I’m so ashamed…

Yeah. Here I am… the dregs of society. Not good enough to conquer myself, not smart enough that an employer would want to keep me even though I have a disability, not physically strong enough to “just do it”, not mentally strong enough to force through on willpower alone.

Yeah?
Stop it.

I am not a fan of positive thinking. I’m not a fan of hypnosis tapes or soothing water fall meditations. I don’t need anyone to coddle me and I certainly don’t want anyone to feel sorry for me.

I’m also not a fan of beating someone when they’re down. And guess what.. I’m down.  Because no matter how much of an adventure it is, being homeless isn’t an optimum mode of living.

So if I refuse to beat on someone who’s down, why do I allow myself to be beaten down? Even more confusing, why am I the one beating on myself?

So stop it. If you’re reading this and you’re in a similar position, stop it, right now (but keep reading). If you’re reading this and thinking of someone you know who’s in this position and thinking “I know they could pull themselves up if they would just try!”, stop it!

Now for the consideration of the feelings.  It’s no wonder I want to feel ashamed of myself. There is great social stigma attached to being homeless, or even being nomadic (which is usually something completely different).  We teach our children to fear “the bums” and use the homeless as object lessons against drugs (hint, most people aren’t homeless because of drugs; though many do use drugs to get away from the reasons that made them homeless).   And humans are primarily a pack animal. We want to fit in, we want to be safe in the middle of the herd.

So.. you’re sitting there saying, Sure, I know why I feel ashamed, I know that it’s not a good idea to beat myself into a pulp about where I am in life, but I don’t know how to NOT feel ashamed.

I’m not too sure how that works either. Some people will tell you to offer help to those who are even more unfortunate than you are. Okaaaay.. sure, but what if you *are* the bottom rung in the little fishbowl you inhabit? And why should you have to focus on the fact that at least you’re one rung above someone else? That doesn’t seem to be a very stable point to base your emotional well-being on. Some people will say “focus on what you CAN do, not on what you can’t do.” Okay, great. There’s lots of things I can do but no one else puts any value on those things I can still do. Not all that useful for regaining your self-respect when no one else respects you.
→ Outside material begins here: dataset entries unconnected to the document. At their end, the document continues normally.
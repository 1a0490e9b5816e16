//! Call-sign extraction for over-the-air (OTA) channels
//!
//! OTA channels are named `NETWORK - STATE City (CALLSIGN)`, optionally
//! followed by quality tags. A name that does not fit the pattern is simply
//! not OTA — a normal outcome, not a failure. Arbitrary stream names get a
//! priority cascade instead, since providers bury call signs anywhere.

use regex::Regex;
use serde::Serialize;

use crate::errors::EngineResult;

/// Words that look like call signs but never are.
pub const CALLSIGN_FALSE_POSITIVES: &[&str] = &["WEST", "EAST", "KIDS", "WOMEN", "WILD", "WORLD"];

/// Parsed components of an OTA channel name.
#[derive(Debug, Clone, PartialEq, Eq, Serialize)]
pub struct OtaChannel {
    pub network: String,
    /// Two-letter state code
    pub state: String,
    pub city: String,
    /// Upper-cased, station-type suffix stripped
    pub callsign: String,
}

/// Upper-case a call sign and strip any trailing `-SUFFIX`
/// (`WLNE-TV` becomes `WLNE`).
pub fn strip_suffix(callsign: &str) -> String {
    callsign
        .trim()
        .split('-')
        .next()
        .unwrap_or("")
        .to_uppercase()
}

/// Parses OTA channel names and hunts call signs in stream names.
///
/// All patterns are compiled once at construction.
pub struct CallSignExtractor {
    ota: Regex,
    prefix_digits: Regex,
    prefix_country: Regex,
    paren_plain: Regex,
    paren_suffixed: Regex,
    at_end: Regex,
    any_word: Regex,
}

impl CallSignExtractor {
    pub fn new() -> EngineResult<Self> {
        Ok(Self {
            ota: Regex::new(
                r"^([A-Z]+)\s*-\s*([A-Z]{2})\s+(.+?)\s*\(([A-Z][A-Z0-9-]*)\)\s*(?:\[[^\]]*\]\s*)*$",
            )?,
            prefix_digits: Regex::new(r"^D\d+-")?,
            prefix_country: Regex::new(r"(?i)^USA?\s*[^a-z0-9]*\s*")?,
            paren_plain: Regex::new(r"(?i)\(([KW][A-Z]{2,3})(?:-[A-Z\s]+)?\)")?,
            paren_suffixed: Regex::new(r"(?i)\(([KW][A-Z]{1,4}-(?:TV|CD|LP|DT|LD))\)")?,
            at_end: Regex::new(
                r"(?i)\b([KW][A-Z]{2,4}(?:-(?:TV|CD|LP|DT|LD))?)\s*(?:\.[a-z]+)?\s*$",
            )?,
            any_word: Regex::new(r"(?i)\b([KW][A-Z]{2,4}(?:-(?:TV|CD|LP|DT|LD))?)\b")?,
        })
    }

    /// Parse an OTA channel name, tolerating trailing quality tags.
    /// Returns `None` when the name does not fit the pattern.
    pub fn parse_ota(&self, name: &str) -> Option<OtaChannel> {
        let caps = self.ota.captures(name.trim())?;
        Some(OtaChannel {
            network: caps[1].to_uppercase(),
            state: caps[2].to_uppercase(),
            city: caps[3].trim().to_string(),
            callsign: strip_suffix(&caps[4]),
        })
    }

    pub fn is_ota(&self, name: &str) -> bool {
        self.parse_ota(name).is_some()
    }

    /// Call sign in parenthesized form only, suffix stripped. This is the
    /// high-confidence form used for local-affiliate exclusion.
    pub fn paren_callsign(&self, name: &str) -> Option<String> {
        if let Some(caps) = self.paren_plain.captures(name) {
            let callsign = caps[1].to_uppercase();
            if !CALLSIGN_FALSE_POSITIVES.contains(&callsign.as_str()) {
                return Some(callsign);
            }
        }
        if let Some(caps) = self.paren_suffixed.captures(name) {
            return Some(strip_suffix(&caps[1]));
        }
        None
    }

    /// Find a call sign anywhere in a name, in priority order:
    /// parenthesized, parenthesized with station-type suffix, at the end of
    /// the name, any call-sign-shaped word. Returns the suffix-stripped base.
    pub fn find_callsign(&self, name: &str) -> Option<String> {
        let name = self.prefix_digits.replace(name, "");
        let name = self.prefix_country.replace(&name, "");

        if let Some(callsign) = self.paren_callsign(&name) {
            return Some(callsign);
        }

        for pattern in [&self.at_end, &self.any_word] {
            if let Some(caps) = pattern.captures(&name) {
                let callsign = strip_suffix(&caps[1]);
                if !CALLSIGN_FALSE_POSITIVES.contains(&callsign.as_str()) {
                    return Some(callsign);
                }
            }
        }
        None
    }
}

#[cfg(test)]
mod tests {
    use super::*;

    fn extractor() -> CallSignExtractor {
        CallSignExtractor::new().unwrap()
    }

    #[test]
    fn test_parse_ota_basic() {
        let e = extractor();
        let ota = e.parse_ota("ABC - TN Chattanooga (WTVC)").unwrap();
        assert_eq!(ota.network, "ABC");
        assert_eq!(ota.state, "TN");
        assert_eq!(ota.city, "Chattanooga");
        assert_eq!(ota.callsign, "WTVC");
    }

    #[test]
    fn test_parse_ota_with_trailing_quality_tags() {
        let e = extractor();
        let ota = e.parse_ota("CBS - IN South Bend (WSBT) [HD]").unwrap();
        assert_eq!(ota.network, "CBS");
        assert_eq!(ota.state, "IN");
        assert_eq!(ota.city, "South Bend");
        assert_eq!(ota.callsign, "WSBT");
    }

    #[test]
    fn test_parse_ota_strips_station_suffix() {
        let e = extractor();
        let ota = e.parse_ota("ABC - RI Providence (WLNE-TV)").unwrap();
        assert_eq!(ota.callsign, "WLNE");
    }

    #[test]
    fn test_non_ota_names_are_not_ota() {
        let e = extractor();
        assert!(e.parse_ota("TBS [FHD]").is_none());
        assert!(e.parse_ota("FX Movie Channel").is_none());
        // No parenthesized call sign at the end
        assert!(e.parse_ota("NBC - NY New York").is_none());
    }

    #[test]
    fn test_strip_suffix() {
        assert_eq!(strip_suffix("WLNE-TV"), "WLNE");
        assert_eq!(strip_suffix("kob"), "KOB");
        assert_eq!(strip_suffix("WSBT"), "WSBT");
    }

    #[test]
    fn test_paren_callsign() {
        let e = extractor();
        assert_eq!(
            e.paren_callsign("US CBS 4 (KOB) Albuquerque"),
            Some("KOB".to_string())
        );
        assert_eq!(
            e.paren_callsign("ABC Providence (WLNE-TV)"),
            Some("WLNE".to_string())
        );
        assert_eq!(e.paren_callsign("Hallmark (WEST)"), None);
        assert_eq!(e.paren_callsign("TBS (HD)"), None);
    }

    #[test]
    fn test_find_callsign_priorities() {
        let e = extractor();
        // Parenthesized beats a call-sign-shaped word elsewhere
        assert_eq!(
            e.find_callsign("KASA Fox 2 (KWBQ)"),
            Some("KWBQ".to_string())
        );
        // Falls back to the end of the name
        assert_eq!(e.find_callsign("News on KOMO-TV"), Some("KOMO".to_string()));
        // Then to any call-sign-shaped word
        assert_eq!(
            e.find_callsign("WXYZ Detroit Local News"),
            Some("WXYZ".to_string())
        );
    }

    #[test]
    fn test_find_callsign_ignores_country_prefix() {
        let e = extractor();
        assert_eq!(e.find_callsign("US: WGN Chicago"), Some("WGN".to_string()));
    }

    #[test]
    fn test_find_callsign_rejects_false_positives() {
        let e = extractor();
        assert_eq!(e.find_callsign("Hallmark Movies WEST"), None);
        assert_eq!(e.find_callsign("Nat Geo WILD"), None);
        assert_eq!(e.find_callsign("BBC WORLD"), None);
    }
}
I think that it all comes down to knowing how to accept other’s value judgements without internalizing those value judgements. How do you do this? I don’t know really. My guess is to stop “caring” what “other people” say. I haven’t been very successful at this.

What has helped me the most is to try and understand why other people say what they do. Are they afraid they might end up homeless and not be able to survive homeless? Are they angry because they feel guilty because they’re going out for steak that night and Sunday’s sermon was feeding the poor? Are they trying to improve their pack position by currying favor with those more popular (which leads them to ridicule, heckle, or abuse you)?

When I look at their actions this way, I find that I often feel sorry for *them*. Not for myself. *I* am prepared and can adapt to living homeless without falling apart. I don’t have anything to feel guilty for, I share with those I can (even being homeless I can share what I have, knowledge, maybe some prepared food, a real conversation person to person), and take care of myself as responsibly as I can so I don’t take up space that someone else might need in the hospital or the shelter or the food bank. I have no need to improve my pack position. I know where I am in the pack, I know that I have the skills to live here, and I’m busy living instead of manipulating or fawning over someone else.

That’s the best thing I’ve come up with for myself. Of course your reasoning will be your own.

If you aren’t homeless but reading this blog, would you be ashamed to be homeless?  How would you deal with it? Would you feel that being ashamed is all you’re worth?

If you are homeless, are you ashamed? If so, for the same reasons I mentioned? If not, why not? And did you have to learn to not be ashamed or were you one of the few who never saw anything to be ashamed about from the start?